» **Exercise**
Transcribe the data that follows, exactly and in full.

» **Data entries**
use std::fmt;
use std::str::FromStr;
use thiserror::Error;

/// Owned bytes of a frame, starting at the beginning of the link-layer header.
pub type PacketData = Vec<u8>;

pub const RARP_ETHER_TYPE: u16 = 0x8035;
pub const IPV4_ETHER_TYPE: u16 = 0x0800;

///
/// A 48-bit Ethernet hardware address.
///
/// Textual forms accepted by `FromStr` are six two-digit hex groups separated by
/// either `:` or `-`, in any letter case. `Display` always prints the lowercase,
/// colon-separated form.
///
#[derive(Clone, Copy, Debug, Default, PartialEq, Eq, Hash, PartialOrd, Ord)]
pub struct MacAddr {
    pub bytes: [u8; 6],
}

impl MacAddr {
    pub const BROADCAST: MacAddr = MacAddr { bytes: [0xff; 6] };

    pub fn new(bytes: [u8; 6]) -> Self {
        MacAddr { bytes }
    }

    pub fn is_broadcast(&self) -> bool {
        *self == MacAddr::BROADCAST
    }
}

impl From<[u8; 6]> for MacAddr {
    fn from(bytes: [u8; 6]) -> Self {
        MacAddr::new(bytes)
    }
}

impl fmt::Display for MacAddr {
    fn fmt(&self, f: &mut fmt::Formatter<'_>) -> fmt::Result {
        let b = &self.bytes;
        write!(
            f,
            "{:02x}:{:02x}:{:02x}:{:02x}:{:02x}:{:02x}",
            b[0], b[1], b[2], b[3], b[4], b[5]
        )
    }
}

#[derive(Debug, Clone, PartialEq, Eq, Error)]
#[error("invalid hardware address {0:?}")]
pub struct MacAddrParseError(pub String);

impl FromStr for MacAddr {
    type Err = MacAddrParseError;

    fn from_str(s: &str) -> Result<Self, Self::Err> {
        let err = || MacAddrParseError(s.to_string());

        // Separators may not be mixed within one address
        let separator = if s.contains(':') { ':' } else { '-' };

        let mut bytes = [0u8; 6];
        let mut groups = s.split(separator);
        for byte in bytes.iter_mut() {
            let group = groups.next().ok_or_else(err)?;
            if group.len() != 2 || !group.chars().all(|c| c.is_ascii_hexdigit()) {
                return Err(err());
            }
            *byte = u8::from_str_radix(group, 16).map_err(|_| err())?;
        }
        if groups.next().is_some() {
            return Err(err());
        }

        Ok(MacAddr::new(bytes))
    }
}

#[cfg(test)]
mod tests {
    use super::*;

    #[test]
    fn parse_colon_separated() {
        let mac: MacAddr = "aa:bb:cc:dd:ee:ff".parse().unwrap();
        assert_eq!(mac, MacAddr::new([0xaa, 0xbb, 0xcc, 0xdd, 0xee, 0xff]));
    }

    #[test]
    fn parse_is_case_insensitive() {
        let upper: MacAddr = "AA:BB:CC:DD:EE:FF".parse().unwrap();
        let lower: MacAddr = "aa:bb:cc:dd:ee:ff".parse().unwrap();
        assert_eq!(upper, lower);
    }

    #[test]
    fn parse_dash_separated() {
        let mac: MacAddr = "52-54-00-12-34-56".parse().unwrap();
        assert_eq!(mac, MacAddr::new([0x52, 0x54, 0x00, 0x12, 0x34, 0x56]));
    }

    #[test]
    fn parse_rejects_malformed() {
        for text in &[
            "",
            "aa:bb:cc:dd:ee",
            "aa:bb:cc:dd:ee:ff:00",
            "aa:bb:cc:dd:ee:gg",
            "a:bb:cc:dd:ee:ff",
            "aa:bb-cc:dd:ee:ff",
            "aabbccddeeff",
            "+a:bb:cc:dd:ee:ff",
        ] {
            assert_eq!(
                text.parse::<MacAddr>(),
                Err(MacAddrParseError(text.to_string())),
                "{:?} should not parse",
                text
            );
        }
    }

    #[test]
    fn display_round_trips_through_parse() {
        let mac = MacAddr::new([0x52, 0x54, 0x00, 0x0a, 0xbc, 0xde]);
        assert_eq!(mac.to_string(), "52:54:00:0a:bc:de");
        assert_eq!(mac.to_string().parse::<MacAddr>().unwrap(), mac);
    }

    #[test]
    fn broadcast() {
        assert!(MacAddr::new([0xff; 6]).is_broadcast());
        assert!(!MacAddr::default().is_broadcast());
    }
}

» **Response area**
use std::fmt;
use std::str::FromStr;
use thiserror::Error;

/// Owned bytes of a frame, starting at the beginning of the link-layer header.
pub type PacketData = Vec<u8>;

pub const RARP_ETHER_TYPE: u16 = 0x8035;
pub const IPV4_ETHER_TYPE: u16 = 0x0800;

///
/// A 48-bit Ethernet hardware address.
///
/// Textual forms accepted by `FromStr` are six two-digit hex groups separated by
/// either `:` or `-`, in any letter case. `Display` always prints the lowercase,
/// colon-separated form.
///
#[derive(Clone, Copy, Debug, Default, PartialEq, Eq, Hash, PartialOrd, Ord)]
pub struct MacAddr {
    pub bytes: [u8; 6],
}

impl MacAddr {
    pub const BROADCAST: MacAddr = MacAddr { bytes: [0xff; 6] };

    pub fn new(bytes: [u8; 6]) -> Self {
        MacAddr { bytes }
    }

    pub fn is_broadcast(&self) -> bool {
        *self == MacAddr::BROADCAST
    }
}

impl From<[u8; 6]> for MacAddr {
    fn from(bytes: [u8; 6]) -> Self {
        MacAddr::new(bytes)
    }
}

impl fmt::Display for MacAddr {
    fn fmt(&self, f: &mut fmt::Formatter<'_>) -> fmt::Result {
        let b = &self.bytes;
        write!(
            f,
            "{:02x}:{:02x}:{:02x}:{:02x}:{:02x}:{:02x}",
            b[0], b[1], b[2], b[3], b[4], b[5]
        )
    }
}

#[derive(Debug, Clone, PartialEq, Eq, Error)]
#[error("invalid hardware address {0:?}")]
pub struct MacAddrParseError(pub String);

impl FromStr for MacAddr {
    type Err = MacAddrParseError;

    fn from_str(s: &str) -> Result<Self, Self::Err> {
        let err = || MacAddrParseError(s.to_string());

        // Separators may not be mixed within one address
        let separator = if s.contains(':') { ':' } else { '-' };

        let mut bytes = [0u8; 6];
        let mut groups = s.split(separator);
        for byte in bytes.iter_mut() {
            let group = groups.next().ok_or_else(err)?;
            if group.len() != 2 || !group.chars().all(|c| c.is_ascii_hexdigit()) {
                return Err(err());
            }
            *byte = u8::from_str_radix(group, 16).map_err(|_| err())?;
        }
        if groups.next().is_some() {
            return Err(err());
        }

        Ok(MacAddr::new(bytes))
    }
}

#[cfg(test)]
mod tests {
    use super::*;

    #[test]
    fn parse_colon_separated() {
        let mac: MacAddr = "aa:bb:cc:dd:ee:ff".parse().unwrap();
        assert_eq!(mac, MacAddr::new([0xaa, 0xbb, 0xcc, 0xdd, 0xee, 0xff]));
    }

    #[test]
    fn parse_is_case_insensitive() {
        let upper: MacAddr = "AA:BB:CC:DD:EE:FF".parse().unwrap();
        let lower: MacAddr = "aa:bb:cc:dd:ee:ff".parse().unwrap();
        assert_eq!(upper, lower);
    }

    #[test]
    fn parse_dash_separated() {
        let mac: MacAddr = "52-54-00-12-34-56".parse().unwrap();
        assert_eq!(mac, MacAddr::new([0x52, 0x54, 0x00, 0x12, 0x34, 0x56]));
    }

    #[test]
    fn parse_rejects_malformed() {
        for text in &[
            "",
            "aa:bb:cc:dd:ee",
            "aa:bb:cc:dd:ee:ff:00",
            "aa:bb:cc:dd:ee:gg",
            "a:bb:cc:dd:ee:ff",
            "aa:bb-cc:dd:ee:ff",
            "aabbccddeeff",
            "+a:bb:cc:dd:ee:ff",
        ] {
            assert_eq!(
                text.parse::<MacAddr>(),
                Err(MacAddrParseError(text.to_string())),
                "{:?} should not parse",
                text
            );
        }
    }

    #[test]
    fn display_round_trips_through_parse() {
        let mac = MacAddr::new([0x52, 0x54, 0x00, 0x0a, 0xbc, 0xde]);
        assert_eq!(mac.to_string(), "52:54:00:0a:bc:de");
        assert_eq!(mac.to_string().parse::<MacAddr>().unwrap(), mac);
    }

    #[test]
    fn broadcast() {
        assert!(MacAddr::new([0xff; 6]).is_broadcast());
        assert!(!MacAddr::default().is_broadcast());
    }
}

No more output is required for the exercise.